Data records:
------------------------------------

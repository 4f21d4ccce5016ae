mod children;
mod context;
mod errors;
mod exporter;
mod jobs;
mod kmake;
mod kmake_run;
mod leader;
mod lifecycle;
mod lineage;
mod now_scheduler;
mod objects;
mod schedule_run;
mod status;

use std::fmt::Debug;
use std::sync::Arc;
use std::time::Duration;

use clap::Parser;
use futures::StreamExt;
use k8s_openapi::NamespaceResourceScope;
use kube::Resource;
use kube::runtime::controller::Controller;
use kube::runtime::watcher;
use km_core::logging;
use km_core::metrics::PrometheusRecorder;
use km_core::prelude::*;
use serde::de::DeserializeOwned;
use tracing::*;

use crate::context::KmakeContext;

#[derive(Clone, Debug, Default, Parser)]
struct Options {
    /// Only watch and manage objects in this namespace (default: all namespaces)
    #[arg(long)]
    namespace: Option<String>,

    /// How often each KmakeNowScheduler re-scans for runs to start
    #[arg(long, value_parser = humantime::parse_duration, default_value = "10s")]
    scheduler_interval: Duration,

    #[arg(long)]
    json_logs: bool,

    /// Only act while holding the leader lease, so that replicas don't race each other
    #[arg(long)]
    enable_leader_election: bool,

    #[arg(long, default_value = "default")]
    leader_election_namespace: String,

    /// Where to serve /metrics and /healthz; "0" disables the endpoint
    #[arg(long, default_value = "0.0.0.0:8080")]
    metrics_addr: String,

    #[arg(short, long, default_value = "info")]
    verbosity: String,
}

fn scoped_api<K>(client: &kube::Client, opts: &Options) -> kube::Api<K>
where
    K: Resource<DynamicType = (), Scope = NamespaceResourceScope> + Clone + Debug + DeserializeOwned,
{
    match &opts.namespace {
        Some(ns) => kube::Api::namespaced(client.clone(), ns),
        None => kube::Api::all(client.clone()),
    }
}

async fn log_outcome<K: Resource<DynamicType = ()>, E: std::error::Error>(
    res: Result<(kube::runtime::reflector::ObjectRef<K>, kube::runtime::controller::Action), E>,
) {
    exporter::record_outcome(&K::kind(&()), res.is_ok());
    match res {
        Ok((obj, action)) => debug!("reconciled {obj}: {action:?}"),
        Err(err) => warn!("reconcile failed: {err}"),
    }
}

#[instrument(ret, err)]
async fn run(opts: Options) -> EmptyResult {
    let metrics_addr = exporter::parse_metrics_addr(&opts.metrics_addr)?;
    let recorder = PrometheusRecorder::new();
    recorder.install()?;

    let client = kube::Client::try_default().await?;
    let holder = leader::holder_identity();
    if opts.enable_leader_election {
        leader::acquire_leadership(&client, &opts.leader_election_namespace, &holder).await;
    }

    let (trigger_tx, trigger_rx) = futures::channel::mpsc::unbounded();
    let ctx = Arc::new(KmakeContext::new(client.clone(), opts.clone(), trigger_tx));
    let cfg = watcher::Config::default();

    let kmake_ctrl = Controller::new(scoped_api::<Kmake>(&client, &opts), cfg.clone())
        .owns(scoped_api::<corev1::ConfigMap>(&client, &opts), cfg.clone())
        .owns(scoped_api::<corev1::PersistentVolumeClaim>(&client, &opts), cfg.clone())
        .owns(scoped_api::<KmakeRun>(&client, &opts), cfg.clone())
        .reconcile_on(trigger_rx)
        .run(kmake::reconcile, lifecycle::error_policy, ctx.clone())
        .for_each(log_outcome);

    let run_ctrl = Controller::new(scoped_api::<KmakeRun>(&client, &opts), cfg.clone())
        .owns(scoped_api::<batchv1::Job>(&client, &opts), cfg.clone())
        .run(kmake_run::reconcile, lifecycle::error_policy, ctx.clone())
        .for_each(log_outcome);

    let schedule_run_ctrl = Controller::new(scoped_api::<KmakeScheduleRun>(&client, &opts), cfg.clone())
        .owns(scoped_api::<batchv1::Job>(&client, &opts), cfg.clone())
        .owns(scoped_api::<corev1::ConfigMap>(&client, &opts), cfg.clone())
        .run(schedule_run::reconcile, lifecycle::error_policy, ctx.clone())
        .for_each(log_outcome);

    let scheduler_ctrl = Controller::new(scoped_api::<KmakeNowScheduler>(&client, &opts), cfg.clone())
        .owns(scoped_api::<corev1::ConfigMap>(&client, &opts), cfg.clone())
        .owns(scoped_api::<KmakeScheduleRun>(&client, &opts), cfg)
        .run(now_scheduler::reconcile, now_scheduler::error_policy, ctx)
        .for_each(log_outcome);

    let controllers = async {
        futures::join!(kmake_ctrl, run_ctrl, schedule_run_ctrl, scheduler_ctrl);
        EmptyResult::Ok(())
    };

    let metrics_server = async {
        match metrics_addr {
            Some(addr) => exporter::build_server(addr, recorder)
                .launch()
                .await
                .map(|_| ())
                .map_err(anyhow::Error::from),
            None => futures::future::pending::<EmptyResult>().await,
        }
    };

    // Losing the lease ends the process; a restarted replica goes back to waiting for it
    let leadership = async {
        if opts.enable_leader_election {
            leader::keep_leadership(&client, &opts.leader_election_namespace, &holder).await
        } else {
            futures::future::pending::<EmptyResult>().await
        }
    };

    info!("starting kmake controllers");
    tokio::select! {
        res = controllers => res,
        res = metrics_server => res,
        res = leadership => res,
    }
}

#[tokio::main]
async fn main() -> EmptyResult {
    let args = Options::parse();
    logging::setup(&args.verbosity, args.json_logs);
    run(args).await
}

#[cfg(test)]
mod tests;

------------------------------------

# TASK OBJECTIVE
A complete answer gives every line of the records holding "EmptyResult".

# RESPONSE AREA
async fn run(opts: Options) -> EmptyResult {
        EmptyResult::Ok(())
            None => futures::future::pending::<EmptyResult>().await,
            futures::future::pending::<EmptyResult>().await
async fn main() -> EmptyResult {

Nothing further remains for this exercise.